Military uprisings, regardless of outcome, never have clean endings or result in gentlemanly treatment of the losing side by the winning side. As such, patience is in order to give the Turks a chance to find their balance again. We should give them time.
The next few months will tell the story, but let’s look at the Most Likely vs. Most Dangerous COA, and some of the Planning Assumptions we are working with.
Hope isn’t a plan, but with the right Assumptions, you can write a plan around it. Let’s be optimists and run with COA-Hope as Most Likely.
Good thing for everyone, I don’t have to make that up – Admiral Stavridis, USN (Ret) has a must read looking forward on what steps we should take with Turkey post-coup. Though I non-concur with his 3rd point, he outlines a solid step forward.
If things in the background would trend in a way we would like, these initial steps would go a long way of firming up that path. Even better, if there was a slight drift away from where NATO and the USA would like to see Turkey go, such actions might help the better minds in that star-crossed nation nudge things back in the correct direction.
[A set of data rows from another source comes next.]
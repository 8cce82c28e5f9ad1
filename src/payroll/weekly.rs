use std::collections::BTreeMap;

use chrono::NaiveDate;
use serde::Serialize;
use utoipa::ToSchema;

use crate::payroll::cis::round_currency;
use crate::payroll::{PricedSession, SessionDiagnostic};

/// One contractor's line in the weekly report.
#[derive(Debug, Clone, Serialize, ToSchema)]
pub struct ContractorWeekSummary {
    #[schema(example = 12, nullable = true)]
    pub contractor_id: Option<u64>,
    #[schema(example = "Dalwayne Simpson")]
    pub contractor: String,
    #[schema(example = 40.0)]
    pub hours: f64,
    #[schema(example = 750.0)]
    pub gross: f64,
    #[schema(example = 225.0)]
    pub cis_deduction: f64,
    #[schema(example = 525.0)]
    pub net: f64,
    /// Priced session count, reported so exports can be sanity-checked.
    #[schema(example = 5)]
    pub sessions: u32,
}

#[derive(Debug, Clone, Default, Serialize, ToSchema)]
pub struct WeekTotals {
    pub hours: f64,
    pub gross: f64,
    pub cis_deduction: f64,
    pub net: f64,
    pub sessions: u32,
}

#[derive(Debug, Clone, Serialize, ToSchema)]
pub struct WeeklyEarningsReport {
    #[schema(example = "2025-08-11", value_type = String, format = "date")]
    pub week_start: NaiveDate,
    #[schema(example = "2025-08-17", value_type = String, format = "date")]
    pub week_ending: NaiveDate,
    /// Per-contractor subtotals, ordered by contractor name.
    pub contractors: Vec<ContractorWeekSummary>,
    pub totals: WeekTotals,
    /// Priced sessions feeding the subtotals, for detailed exports.
    pub sessions: Vec<PricedSession>,
    /// Sessions that could not be priced, plus consistency warnings.
    /// Consumers should surface these rather than present the totals
    /// as complete when entries with `priced == false` are present.
    pub diagnostics: Vec<SessionDiagnostic>,
}

/// Folds priced sessions into per-contractor lines and grand totals.
///
/// Grouping is by exact contractor name. Every figure entering the sums
/// is already rounded to pennies, so the totals are re-rounded only to
/// strip float noise, never to hide it.
pub fn aggregate(
    week_start: NaiveDate,
    week_ending: NaiveDate,
    mut sessions: Vec<PricedSession>,
    diagnostics: Vec<SessionDiagnostic>,
) -> WeeklyEarningsReport {
    sessions.sort_by(|a, b| {
        (a.contractor.as_str(), a.date, a.session_id).cmp(&(b.contractor.as_str(), b.date, b.session_id))
    });

    let mut per_contractor: BTreeMap<String, ContractorWeekSummary> = BTreeMap::new();

    for s in &sessions {
        let entry = per_contractor
            .entry(s.contractor.clone())
            .or_insert_with(|| ContractorWeekSummary {
                contractor_id: s.contractor_id,
                contractor: s.contractor.clone(),
                hours: 0.0,
                gross: 0.0,
                cis_deduction: 0.0,
                net: 0.0,
                sessions: 0,
            });

        entry.hours += s.hours;
        entry.gross += s.gross;
        entry.cis_deduction += s.cis_deduction;
        entry.net += s.net;
        entry.sessions += 1;
    }

    let mut totals = WeekTotals::default();
    let contractors: Vec<ContractorWeekSummary> = per_contractor
        .into_values()
        .map(|mut c| {
            c.hours = round_currency(c.hours);
            c.gross = round_currency(c.gross);
            c.cis_deduction = round_currency(c.cis_deduction);
            c.net = round_currency(c.net);

            totals.hours += c.hours;
            totals.gross += c.gross;
            totals.cis_deduction += c.cis_deduction;
            totals.net += c.net;
            totals.sessions += c.sessions;
            c
        })
        .collect();

    totals.hours = round_currency(totals.hours);
    totals.gross = round_currency(totals.gross);
    totals.cis_deduction = round_currency(totals.cis_deduction);
    totals.net = round_currency(totals.net);

    WeeklyEarningsReport {
        week_start,
        week_ending,
        contractors,
        totals,
        sessions,
        diagnostics,
    }
}

#[cfg(test)]
mod tests {
    use super::*;
    use chrono::Datelike;

    fn priced(contractor: &str, day: u32, gross: f64, cis: f64, hours: f64) -> PricedSession {
        PricedSession {
            session_id: day as u64,
            contractor_id: None,
            contractor: contractor.into(),
            date: NaiveDate::from_ymd_opt(2025, 8, day).unwrap(),
            hours,
            full_day: hours >= 8.0,
            gross,
            late_penalty: 0.0,
            cis_deduction: cis,
            net: round_currency(gross - cis),
        }
    }

    fn week() -> (NaiveDate, NaiveDate) {
        (
            NaiveDate::from_ymd_opt(2025, 8, 11).unwrap(),
            NaiveDate::from_ymd_opt(2025, 8, 17).unwrap(),
        )
    }

    #[test]
    fn groups_by_exact_name_and_orders_output() {
        let (start, end) = week();
        let report = aggregate(
            start,
            end,
            vec![
                priced("Earl Grey", 12, 156.0, 31.2, 8.0),
                priced("Dalwayne Simpson", 11, 150.0, 45.0, 8.0),
                priced("Dalwayne Simpson", 12, 150.0, 45.0, 8.0),
                // case differs, so this is a different payee on purpose
                priced("dalwayne simpson", 13, 75.0, 22.5, 4.0),
            ],
            vec![],
        );

        let names: Vec<&str> = report.contractors.iter().map(|c| c.contractor.as_str()).collect();
        assert_eq!(names, ["Dalwayne Simpson", "Earl Grey", "dalwayne simpson"]);

        let dalwayne = &report.contractors[0];
        assert_eq!(dalwayne.sessions, 2);
        assert_eq!(dalwayne.gross, 300.0);
        assert_eq!(dalwayne.net, 210.0);
    }

    #[test]
    fn grand_totals_equal_sum_of_contractor_lines() {
        let (start, end) = week();
        let report = aggregate(
            start,
            end,
            vec![
                priced("A", 11, 150.0, 45.0, 8.0),
                priced("B", 11, 142.5, 42.75, 8.0),
                priced("C", 12, 75.0, 22.5, 4.0),
            ],
            vec![],
        );

        let hours: f64 = report.contractors.iter().map(|c| c.hours).sum();
        let net: f64 = report.contractors.iter().map(|c| c.net).sum();
        assert_eq!(report.totals.hours, round_currency(hours));
        assert_eq!(report.totals.net, round_currency(net));
        assert_eq!(report.totals.sessions, 3);
        assert_eq!(report.totals.gross, 367.5);
    }

    #[test]
    fn empty_week_produces_zero_totals() {
        let (start, end) = week();
        let report = aggregate(start, end, vec![], vec![]);
        assert!(report.contractors.is_empty());
        assert_eq!(report.totals.gross, 0.0);
        assert_eq!(report.totals.sessions, 0);
    }

    #[test]
    fn sessions_come_back_sorted_for_stable_exports() {
        let (start, end) = week();
        let report = aggregate(
            start,
            end,
            vec![
                priced("B", 12, 150.0, 45.0, 8.0),
                priced("A", 13, 150.0, 45.0, 8.0),
                priced("A", 11, 150.0, 45.0, 8.0),
            ],
            vec![],
        );
        let order: Vec<(String, u32)> = report
            .sessions
            .iter()
            .map(|s| (s.contractor.clone(), s.date.day()))
            .collect();
        assert_eq!(
            order,
            [("A".into(), 11), ("A".into(), 13), ("B".into(), 12)]
        );
    }
}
In summary, here are his four points;
First, we need to stand firmly on the side of the Turkish civilian government.
Second, we should send our senior military officials to Ankara to hear from their counterparts about the situation while congratulating Turkey’s leadership on doing the right thing and helping stop the coup.
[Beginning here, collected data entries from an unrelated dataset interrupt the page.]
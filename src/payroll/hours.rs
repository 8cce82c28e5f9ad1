use crate::model::work_session::WorkSession;
use crate::payroll::PricingError;
use crate::payroll::rules::{HoursSource, PayrollRules};

/// Hours worked for one completed session, plus the size of the gap
/// between the recorded total and the timestamp delta when the two
/// disagree beyond tolerance.
#[derive(Debug, Clone, Copy)]
pub struct NormalizedHours {
    pub hours: f64,
    pub recorded_delta_gap: Option<f64>,
}

/// Resolves a single hours-worked figure for a session.
///
/// The recorded `total_hours` (written once at clock-out) is the source
/// of truth under `HoursSource::RecordedThenDelta`; the timestamp delta
/// is only a fallback. The delta is a real datetime subtraction, so
/// sessions spanning midnight come out right.
pub fn normalize(session: &WorkSession, rules: &PayrollRules) -> Result<NormalizedHours, PricingError> {
    let end = session.end_time.ok_or_else(|| PricingError::InvalidSession {
        session_id: session.id,
        reason: "completed session has no end time".into(),
    })?;

    if end < session.start_time {
        return Err(PricingError::InvalidSession {
            session_id: session.id,
            reason: "end time precedes start time".into(),
        });
    }

    let delta_hours = (end - session.start_time).num_seconds() as f64 / 3600.0;

    let recorded = match session.total_hours {
        Some(r) if !r.is_finite() || r < 0.0 => {
            return Err(PricingError::InvalidSession {
                session_id: session.id,
                reason: format!("recorded total_hours is not a valid duration: {r}"),
            });
        }
        other => other,
    };

    match (rules.hours_source, recorded) {
        (HoursSource::RecordedThenDelta, Some(recorded)) => {
            let gap = (recorded - delta_hours).abs();
            Ok(NormalizedHours {
                hours: recorded,
                recorded_delta_gap: (gap > rules.recorded_hours_tolerance).then_some(gap),
            })
        }
        _ => Ok(NormalizedHours {
            hours: delta_hours,
            recorded_delta_gap: None,
        }),
    }
}

#[cfg(test)]
mod tests {
    use super::*;
    use crate::model::work_session::SessionStatus;
    use chrono::NaiveDate;

    fn session(start: (u32, u32), end: Option<(u32, u32)>, total_hours: Option<f64>) -> WorkSession {
        let day = NaiveDate::from_ymd_opt(2025, 8, 11).unwrap();
        WorkSession {
            id: 1,
            contractor_id: Some(12),
            contractor_name: "Dalwayne Simpson".into(),
            site_location: "ME5 9GX".into(),
            start_time: day.and_hms_opt(start.0, start.1, 0).unwrap(),
            end_time: end.map(|(h, m)| day.and_hms_opt(h, m, 0).unwrap()),
            total_hours,
            status: SessionStatus::Completed,
            start_latitude: None,
            start_longitude: None,
            end_latitude: None,
            end_longitude: None,
        }
    }

    #[test]
    fn recorded_hours_win_over_timestamps() {
        let s = session((7, 44), Some((17, 0)), Some(8.27));
        let n = normalize(&s, &PayrollRules::default()).unwrap();
        assert_eq!(n.hours, 8.27);
        // 07:44-17:00 is 9.27h on the clock; the stored figure already
        // nets out the lunch break, so the gap is flagged, not fatal.
        assert!(n.recorded_delta_gap.is_some());
    }

    #[test]
    fn falls_back_to_timestamp_delta() {
        let s = session((8, 0), Some((16, 30)), None);
        let n = normalize(&s, &PayrollRules::default()).unwrap();
        assert!((n.hours - 8.5).abs() < 1e-9);
        assert!(n.recorded_delta_gap.is_none());
    }

    #[test]
    fn delta_only_ignores_recorded_figure() {
        let mut rules = PayrollRules::default();
        rules.hours_source = HoursSource::DeltaOnly;
        let s = session((8, 0), Some((12, 0)), Some(8.0));
        let n = normalize(&s, &rules).unwrap();
        assert!((n.hours - 4.0).abs() < 1e-9);
        assert!(n.recorded_delta_gap.is_none());
    }

    #[test]
    fn agreement_within_tolerance_is_clean() {
        let s = session((8, 0), Some((16, 1)), Some(8.0));
        let n = normalize(&s, &PayrollRules::default()).unwrap();
        assert_eq!(n.hours, 8.0);
        assert!(n.recorded_delta_gap.is_none());
    }

    #[test]
    fn end_before_start_is_rejected_not_negative() {
        let s = session((17, 0), Some((8, 0)), None);
        let err = normalize(&s, &PayrollRules::default()).unwrap_err();
        assert!(matches!(err, PricingError::InvalidSession { .. }));
    }

    #[test]
    fn missing_end_is_rejected() {
        let s = session((8, 0), None, None);
        let err = normalize(&s, &PayrollRules::default()).unwrap_err();
        assert!(matches!(err, PricingError::InvalidSession { .. }));
    }

    #[test]
    fn night_shift_spans_midnight() {
        let day = NaiveDate::from_ymd_opt(2025, 8, 11).unwrap();
        let mut s = session((22, 0), None, None);
        s.end_time = Some(day.succ_opt().unwrap().and_hms_opt(6, 0, 0).unwrap());
        let n = normalize(&s, &PayrollRules::default()).unwrap();
        assert!((n.hours - 8.0).abs() < 1e-9);
    }
}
A third smart move by the United States would be to increase cooperation in intelligence sharing and targeting against Kurdish radical terrorist groups.
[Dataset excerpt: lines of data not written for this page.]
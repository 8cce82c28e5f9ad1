use chrono::NaiveTime;

use crate::payroll::rules::PayrollRules;

#[derive(Debug, Clone, Copy)]
pub struct PenaltyOutcome {
    /// Gross after the deduction, never below the daily floor.
    pub gross: f64,
    /// Effective amount taken off the daily rate.
    pub penalty: f64,
}

/// Lateness deduction for full-day sessions.
///
/// Applies only when `full_day` is set: a partial day is already paid
/// by the hour and is never penalized, whatever its start time. The
/// deduction is capped, and the result is floored at the minimum
/// guaranteed daily pay so a late full day cannot pay near zero.
pub fn apply(start: NaiveTime, gross: f64, full_day: bool, rules: &PayrollRules) -> PenaltyOutcome {
    if !full_day || start <= rules.late_cutoff {
        return PenaltyOutcome { gross, penalty: 0.0 };
    }

    let minutes_late = (start - rules.late_cutoff).num_minutes().max(0) as f64;
    let deduction = (minutes_late * rules.late_penalty_per_minute).min(rules.late_penalty_cap);
    let adjusted = (gross - deduction).max(rules.min_daily_pay);

    PenaltyOutcome {
        gross: adjusted,
        penalty: gross - adjusted,
    }
}

#[cfg(test)]
mod tests {
    use super::*;

    fn at(h: u32, m: u32) -> NaiveTime {
        NaiveTime::from_hms_opt(h, m, 0).unwrap()
    }

    #[test]
    fn on_time_start_is_untouched() {
        let p = apply(at(7, 44), 150.0, true, &PayrollRules::default());
        assert_eq!(p.gross, 150.0);
        assert_eq!(p.penalty, 0.0);
    }

    #[test]
    fn cutoff_itself_is_not_late() {
        let p = apply(at(8, 15), 150.0, true, &PayrollRules::default());
        assert_eq!(p.gross, 150.0);
        assert_eq!(p.penalty, 0.0);
    }

    #[test]
    fn fifteen_minutes_late_costs_seven_fifty() {
        let p = apply(at(8, 30), 150.0, true, &PayrollRules::default());
        assert_eq!(p.penalty, 7.5);
        assert_eq!(p.gross, 142.5);
    }

    #[test]
    fn extreme_lateness_is_capped() {
        // 200 minutes late: raw deduction 100, capped at 50
        let p = apply(at(11, 35), 150.0, true, &PayrollRules::default());
        assert_eq!(p.penalty, 50.0);
        assert_eq!(p.gross, 100.0);
    }

    #[test]
    fn floor_holds_when_cap_still_undercuts_it() {
        // daily rate 120: capped deduction of 50 would leave 70, floor wins
        let p = apply(at(11, 35), 120.0, true, &PayrollRules::default());
        assert_eq!(p.gross, 100.0);
        assert_eq!(p.penalty, 20.0);
    }

    #[test]
    fn partial_days_are_never_penalized() {
        let p = apply(at(11, 0), 75.0, false, &PayrollRules::default());
        assert_eq!(p.gross, 75.0);
        assert_eq!(p.penalty, 0.0);
    }
}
Fourth, and finally, the United States should use NATO as a mechanism to support Turkish positions.
We, NATO, and Turkey should be so lucky to have this as an entering argument, but we need to do the responsible thing and look at our assumptions.
We are assuming that Erdogan will not go in the direction he was already heading – a more Islamist Turkey. That is assuming against the trend.
Moderation usually requires peace. If we are assuming that Turkey’s part of the world will become more peaceful, then that is assuming against the trend too.
We could go on, but let’s just stick with those two assumptions being invalid; Turkey more Islamist, a move enhanced by insecurity and internal strife. Those will not create effects on the ground that are in line with what NATO sees itself as in the 2nd decade of the 21st Century. That needs a Branch Plan. One variation of that Branch Plan could have a few Decisive Points that lead someplace I’m not sure how we would deal with.
1. NATO membership revoked or best case, as Greece did in the 1970s, Turkey leaves NATO’s military command.
2. In line with #1, NATO nuclear weapons need to removed to a more secure location.
In an ideal world, #2 should happen well before #1 and should really be a stand along plan, but history on occasion moves faster than we like, and not in an ideal order. Though we are far from #1 and #2 today, it doesn’t take all that many more cards pulled from the deck and we could find ourselves close. As the SECSTATE said recently;
Turkey could fall foul of Nato’s “requirement with respect to democracy” if it fails to uphold the rule of law in the wake of an attempted coup, the US Secretary of State John Kerry has warned.
The US “will certainly support bringing the perpetrators of the coup to justice,” he said, “but we also caution against a reach that goes beyond that and stress the importance of the democratic rule being upheld”.
That, my friends, is a tough nut to crack if it leads down the path where we need to look at #1 and #2. Those nukes are housed on an airbase in the suburbs of a city of 1.7 million.
The fact that we should even be concerned with this begs the question; besides bureaucratic inertia, why in 2016 do we need a bunch of nuclear gravity bombs stored only 125 miles as the Hornet flies from the Syrian border?
That, perhaps, is another post for another day. In any event, we live in interesting times. Though I think our world will be closer to Most Likely COA-Hope as outlined by Stavridis, it is probably prudent to have a few plans on the shelf to deviate from if some variation of the Most Dangerous COA peeks above the horizon.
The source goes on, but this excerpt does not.